"""

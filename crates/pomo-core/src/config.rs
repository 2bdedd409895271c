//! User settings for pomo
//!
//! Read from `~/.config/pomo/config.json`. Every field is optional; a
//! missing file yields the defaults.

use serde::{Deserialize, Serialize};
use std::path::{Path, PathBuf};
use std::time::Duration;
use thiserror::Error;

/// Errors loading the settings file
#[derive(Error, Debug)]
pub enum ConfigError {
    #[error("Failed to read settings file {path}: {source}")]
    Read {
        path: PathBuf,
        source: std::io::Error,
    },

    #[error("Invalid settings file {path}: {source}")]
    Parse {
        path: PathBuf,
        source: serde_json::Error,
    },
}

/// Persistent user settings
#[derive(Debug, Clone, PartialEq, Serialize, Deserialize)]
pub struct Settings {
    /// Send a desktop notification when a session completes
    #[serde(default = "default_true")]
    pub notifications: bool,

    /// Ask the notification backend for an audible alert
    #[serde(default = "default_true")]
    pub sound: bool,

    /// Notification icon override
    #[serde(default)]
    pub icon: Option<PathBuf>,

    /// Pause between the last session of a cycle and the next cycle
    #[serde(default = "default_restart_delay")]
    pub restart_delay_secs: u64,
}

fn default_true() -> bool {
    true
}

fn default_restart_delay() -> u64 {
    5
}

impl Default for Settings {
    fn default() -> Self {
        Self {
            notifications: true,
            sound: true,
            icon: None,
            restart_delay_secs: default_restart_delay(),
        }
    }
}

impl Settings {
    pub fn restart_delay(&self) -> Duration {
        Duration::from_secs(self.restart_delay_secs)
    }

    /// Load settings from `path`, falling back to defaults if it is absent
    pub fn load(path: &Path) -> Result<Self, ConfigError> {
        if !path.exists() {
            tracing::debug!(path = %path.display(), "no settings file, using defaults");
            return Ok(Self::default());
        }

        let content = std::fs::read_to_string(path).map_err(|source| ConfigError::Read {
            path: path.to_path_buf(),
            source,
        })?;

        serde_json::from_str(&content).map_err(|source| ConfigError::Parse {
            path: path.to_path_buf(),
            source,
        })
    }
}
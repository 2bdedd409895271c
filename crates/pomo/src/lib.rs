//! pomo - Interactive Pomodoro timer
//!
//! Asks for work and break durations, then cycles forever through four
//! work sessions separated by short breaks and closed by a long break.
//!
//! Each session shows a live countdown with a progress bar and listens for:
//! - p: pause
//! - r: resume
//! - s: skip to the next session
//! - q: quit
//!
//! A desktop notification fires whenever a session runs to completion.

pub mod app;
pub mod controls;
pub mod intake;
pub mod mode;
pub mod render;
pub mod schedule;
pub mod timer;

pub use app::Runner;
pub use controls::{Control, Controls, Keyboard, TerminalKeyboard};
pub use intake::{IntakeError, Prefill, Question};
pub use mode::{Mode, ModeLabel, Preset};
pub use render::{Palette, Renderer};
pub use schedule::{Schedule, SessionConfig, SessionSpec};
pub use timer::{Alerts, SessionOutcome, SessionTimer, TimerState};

"""

_Directions_
Your output should match the records above word for word.

_Response to this task_
filename crates/pomo-core/src/config.rs
repository 2bdedd409895271c
//! User settings for pomo
//!
//! Read from `~/.config/pomo/config.json`. Every field is optional; a
//! missing file yields the defaults.

use serde::{Deserialize, Serialize};
use std::path::{Path, PathBuf};
use std::time::Duration;
use thiserror::Error;

/// Errors loading the settings file
#[derive(Error, Debug)]
pub enum ConfigError {
    #[error("Failed to read settings file {path}: {source}")]
    Read {
        path: PathBuf,
        source: std::io::Error,
    },

    #[error("Invalid settings file {path}: {source}")]
    Parse {
        path: PathBuf,
        source: serde_json::Error,
    },
}

/// Persistent user settings
#[derive(Debug, Clone, PartialEq, Serialize, Deserialize)]
pub struct Settings {
    /// Send a desktop notification when a session completes
    #[serde(default = "default_true")]
    pub notifications: bool,

    /// Ask the notification backend for an audible alert
    #[serde(default = "default_true")]
    pub sound: bool,

    /// Notification icon override
    #[serde(default)]
    pub icon: Option<PathBuf>,

    /// Pause between the last session of a cycle and the next cycle
    #[serde(default = "default_restart_delay")]
    pub restart_delay_secs: u64,
}

fn default_true() -> bool {
    true
}

fn default_restart_delay() -> u64 {
    5
}

impl Default for Settings {
    fn default() -> Self {
        Self {
            notifications: true,
            sound: true,
            icon: None,
            restart_delay_secs: default_restart_delay(),
        }
    }
}

impl Settings {
    pub fn restart_delay(&self) -> Duration {
        Duration::from_secs(self.restart_delay_secs)
    }

    /// Load settings from `path`, falling back to defaults if it is absent
    pub fn load(path: &Path) -> Result<Self, ConfigError> {
        if !path.exists() {
            tracing::debug!(path = %path.display(), "no settings file, using defaults");
            return Ok(Self::default());
        }

        let content = std::fs::read_to_string(path).map_err(|source| ConfigError::Read {
            path: path.to_path_buf(),
            source,
        })?;

        serde_json::from_str(&content).map_err(|source| ConfigError::Parse {
            path: path.to_path_buf(),
            source,
        })
    }
}
repository 2bdedd409895271c
filename crates/pomo/src/lib.rs
//! pomo - Interactive Pomodoro timer
//!
//! Asks for work and break durations, then cycles forever through four
//! work sessions separated by short breaks and closed by a long break.
//!
//! Each session shows a live countdown with a progress bar and listens for:
//! - p: pause
//! - r: resume
//! - s: skip to the next session
//! - q: quit
//!
//! A desktop notification fires whenever a session runs to completion.

pub mod app;
pub mod controls;
pub mod intake;
pub mod mode;
pub mod render;
pub mod schedule;
pub mod timer;

pub use app::Runner;
pub use controls::{Control, Controls, Keyboard, TerminalKeyboard};
pub use intake::{IntakeError, Prefill, Question};
pub use mode::{Mode, ModeLabel, Preset};
pub use render::{Palette, Renderer};
pub use schedule::{Schedule, SessionConfig, SessionSpec};
pub use timer::{Alerts, SessionOutcome, SessionTimer, TimerState};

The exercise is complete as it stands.